Isso me deu um clique. Percebi que tinha feito um atendimento, uma consultoria, e lembrei de outras vezes em que tinha feito coisas parecidas. No mesmo dia, um amigo me deu a ideia. 'Chris, você nunca pensou em oferecer atendimentos junto com a corrida?".
A primeira coisa que eu pensei foi na ética: eu nunca ofereço esse serviço enquanto estou em uma corrida no aplicativo, só nas corridas particulares. Imagina só: você chega cansada no Uber, querendo silêncio, e a motorista não para de falar. Depois o passageiro reclama na plataforma e vira um problema. Por isso, anuncio meu trabalho como motorista particular com aconselhamento.
Também sempre faço questão de falar que a consulta no carro não substitui uma consulta completa. Uma conversa com conceitos da pedagogia sistêmica, por exemplo, não substitui uma constelação.
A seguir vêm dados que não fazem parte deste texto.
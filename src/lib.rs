// Copyright 2025-present Harīṣh Tummalachērla
// SPDX-License-Identifier: Apache-2.0

//! Trie-backed sentence suggestions with typo tolerance.
//!
//! This crate indexes a corpus of sentences by word and answers typed
//! fragments with ranked, typo-tolerant sentence suggestions. Exact and
//! prefix lookups walk the trie directly; fuzzy lookup runs a bounded
//! Levenshtein DFS over it; the scorer turns word-level matches into a
//! sentence-level ranking.
//!
//! # Architecture
//!
//! ```text
//! ┌─────────────┐     ┌──────────────┐     ┌──────────────┐
//! │  corpus.rs  │────▶│   index.rs   │────▶│  search.rs   │
//! │ (load files │     │ (IndexBuilder│     │  (suggest)   │
//! │  as records)│     │ →SuggestIndex│     │              │
//! └─────────────┘     └──────┬───────┘     └──────┬───────┘
//!                            │                    │
//!                            ▼                    ▼
//!                     ┌────────────┐      ┌──────────────┐
//!                     │  trie.rs   │      │  scoring.rs  │
//!                     │ (exact /   │      │ (weights,    │
//!                     │  prefix /  │      │  ranking)    │
//!                     │  fuzzy)    │      │              │
//!                     └────────────┘      └──────────────┘
//! ```
//!
//! # Lifecycle
//!
//! Build once, query many: [`IndexBuilder`] is the only mutable phase, and
//! [`IndexBuilder::finalize`] trades it for an immutable [`SuggestIndex`]
//! that any number of threads can query concurrently without locking.
//!
//! # Usage
//!
//! ```
//! use typeahead::{IndexBuilder, ScoringConfig, SentenceId};
//!
//! let mut builder = IndexBuilder::new();
//! builder.add_sentence(SentenceId(1), "network protocol design", "rfc.txt").unwrap();
//! builder.add_sentence(SentenceId(2), "protocol buffer encoding", "proto.txt").unwrap();
//! let index = builder.finalize();
//!
//! let results = index.suggest("network protocl", &ScoringConfig::default()).unwrap();
//! assert_eq!(results[0].sentence_id, SentenceId(1));
//! ```

// Module declarations
pub mod cli;
mod corpus;
mod index;
mod levenshtein;
mod scoring;
mod search;
pub mod testing;
mod trie;
mod types;
mod utils;

// Re-exports for public API
pub use corpus::{load_directory, LoadSummary};
pub use index::{IndexBuilder, SuggestIndex};
pub use levenshtein::{edit_ops, levenshtein_within, EditOps};
pub use scoring::{compare_ranked, ScoredSentence, ScoringConfig};
pub use search::suggest;
pub use trie::Trie;
pub use types::{
    Candidate, IndexStats, InputError, Occurrence, Sentence, SentenceId, Suggestion,
};
pub use utils::{normalize, tokenize};
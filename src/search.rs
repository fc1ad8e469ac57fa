// Copyright 2025-present Harīṣh Tummalachērla
// SPDX-License-Identifier: Apache-2.0

//! The query pipeline: tokens → candidate words → ranked sentences.
//!
//! Per token the lookup escalates: exact match first (one trie walk), fuzzy
//! only when exact fails (bounded DP traversal), and for the final token —
//! if the user is still mid-word — prefix expansion on top, so suggestions
//! keep flowing while a word is half-typed. Earlier tokens never get prefix
//! treatment: a completed word followed by a space is exactly what the user
//! meant to type.
//!
//! Candidates then fan out to the sentences they occur in. Each sentence
//! accumulates, per query token, the single best contribution any candidate
//! achieved in it; unmatched tokens charge a flat miss penalty; sentences
//! that matched nothing are never created at all, so they can't leak into
//! results. Ranking is score-descending with deterministic tiebreaks.

use crate::index::SuggestIndex;
use crate::levenshtein::edit_ops;
use crate::scoring::{
    compare_ranked, edit_cost, exact_bonus, position_penalty, ScoredSentence, ScoringConfig,
};
use crate::trie::Trie;
use crate::types::{InputError, Occurrence, SentenceId, Suggestion};
use crate::utils::tokenize;
use std::collections::HashMap;

/// A candidate word flattened to what the scorer needs: the score it earns
/// before position penalties, and where it occurs.
struct TokenMatch<'a> {
    base: f64,
    occurrences: &'a [Occurrence],
}

/// Ranked suggestions for raw user input.
///
/// An empty or wordless query is an empty result list, not an error; so is
/// a query against an index that was never populated. The only errors are
/// boundary violations in `config`.
pub fn suggest(
    index: &SuggestIndex,
    input: &str,
    config: &ScoringConfig,
) -> Result<Vec<Suggestion>, InputError> {
    config.validate()?;

    let tokens = tokenize(input);
    if tokens.is_empty() {
        return Ok(Vec::new());
    }

    // Mid-word iff the raw input doesn't end in whitespace: "netw" is a
    // fragment to expand, "netw " is a word the user believes is finished.
    let trailing_partial = !input.ends_with(char::is_whitespace);

    // sentence → best contribution per query token (None = token missed)
    let mut accumulator: HashMap<SentenceId, Vec<Option<f64>>> = HashMap::new();

    for (i, (token, expected_position)) in tokens.iter().enumerate() {
        let expand_prefix = trailing_partial && i == tokens.len() - 1;
        let matches = matches_for_token(index.trie(), token, expand_prefix, config)?;

        for m in &matches {
            for occ in m.occurrences {
                let contribution =
                    m.base - position_penalty(config, *expected_position, occ.position);
                let slots = accumulator
                    .entry(occ.sentence)
                    .or_insert_with(|| vec![None; tokens.len()]);
                if slots[i].is_none_or(|best| contribution > best) {
                    slots[i] = Some(contribution);
                }
            }
        }
    }

    // Entries exist only for sentences with at least one matched token, so
    // zero-match sentences are excluded by construction.
    let mut ranked: Vec<ScoredSentence> = accumulator
        .into_iter()
        .filter_map(|(id, slots)| {
            let sentence = index.sentence(id)?;
            let score: f64 = slots
                .iter()
                .map(|slot| slot.unwrap_or(-config.miss_penalty))
                .sum();
            Some(ScoredSentence {
                id,
                score,
                word_count: sentence.word_count,
            })
        })
        .collect();

    ranked.sort_by(compare_ranked);
    ranked.truncate(config.max_results);

    Ok(ranked
        .into_iter()
        .filter_map(|scored| {
            let sentence = index.sentence(scored.id)?;
            Some(Suggestion {
                sentence_id: scored.id,
                text: sentence.text.clone(),
                source_label: sentence.source_label.clone(),
                score: scored.score,
            })
        })
        .collect())
}

/// Candidate words for one query token, deduplicated by word.
///
/// Escalation order per the lookup rules:
/// - exact hit → the token itself, earning the full exact bonus;
/// - no exact hit → fuzzy candidates, each billed per classified edit;
/// - `expand_prefix` → prefix completions on top of either, earning the
///   exact bonus on the characters actually typed (completing a half-typed
///   word is not a typo, but untyped characters earn nothing).
///
/// When fuzzy and prefix both produce the same word, the better base score
/// wins — a completion is worth more than treating the fragment as a typo.
fn matches_for_token<'a>(
    trie: &'a Trie,
    token: &str,
    expand_prefix: bool,
    config: &ScoringConfig,
) -> Result<Vec<TokenMatch<'a>>, InputError> {
    let mut by_word: HashMap<String, TokenMatch<'a>> = HashMap::new();
    let token_len = token.chars().count();

    match trie.lookup_exact(token) {
        Some(occurrences) => {
            by_word.insert(
                token.to_string(),
                TokenMatch {
                    base: exact_bonus(config, token_len),
                    occurrences,
                },
            );
        }
        None => {
            for candidate in trie.lookup_fuzzy(token, config.max_edit_distance)? {
                let ops = edit_ops(token, &candidate.word);
                let m = TokenMatch {
                    base: -edit_cost(config, &ops),
                    occurrences: candidate.occurrences,
                };
                merge_match(&mut by_word, candidate.word, m);
            }
        }
    }

    if expand_prefix {
        for (word, occurrences) in trie.lookup_prefix(token) {
            let m = TokenMatch {
                base: exact_bonus(config, token_len),
                occurrences,
            };
            merge_match(&mut by_word, word, m);
        }
    }

    Ok(by_word.into_values().collect())
}

/// Keep the higher-scoring match when a word shows up twice.
fn merge_match<'a>(by_word: &mut HashMap<String, TokenMatch<'a>>, word: String, m: TokenMatch<'a>) {
    match by_word.get_mut(&word) {
        Some(existing) if existing.base >= m.base => {}
        Some(existing) => *existing = m,
        None => {
            by_word.insert(word, m);
        }
    }
}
Uma dica astrológica não substitui uma análise completa de mapa astral. A mesma coisa com o tarô.
Então, funciona assim: a pessoa entra em contato comigo, me passa os endereços de saída, chegada e que tipo de corrida quer fazer — comum ou com consulta. Cada uma tem um valor diferente, mas tudo é combinado antes.
Uma vez, entraram no meu carro um casal com o filho pequeno. Ela me perguntou o que a constelação diria sobre a mãe sair para trabalhar e deixar o filho em casa e eu respondi que os filhos estão felizes quando os pais estão felizes. Neste momento, o casal ficou em silêncio e eu percebi que tinha tocado em alguma questão pessoal, até que o marido se manifestou: "Ela se sente culpada por querer trabalhar". Conversamos mais um pouco e eles saíram felizes do carro.
Outro dia, peguei um rapaz, que falou: "Estou indo fazer uma besteira". Ele estava indo transar com o ex-namorado que nunca deu valor para ele e me pediu conselhos sobre isso. Tiramos o tarô e ele pegou a carta do Louco. Eu respondi: aproveite muito, mas não se apegue. Essa carta não fala de amor verdadeiro, e sim de viver o momento. Aí ele contou da relação, mostrou fotos e falamos sobre o mapa astral dos dois.
Os assuntos prediletos dos passageiros são amor, família e trabalho, nessa ordem. Às vezes, as pessoas não querem sair do carro quando acaba a corrida, querem continuar conversando.
Eu acordo às 4h e saio às 5h. Ligo o aplicativo e saio pegando passageiro. Quando tenho corridas particulares, mudo a rotina para seguir o horário combinado. Às sextas, dia de rodízio do meu carro, eu agendo os atendimentos comuns.
Eu também faço atendimentos comuns, na minha casa — eles ainda não são suficientes para eu abandonar o trabalho como motorista de aplicativo, mas estão crescendo."
Christiane Forcinito é taróloga, astróloga, fotógrafa, professora de Filosofia e pedagoga sistêmica, tem 48 anos e mora em São Paulo (SP).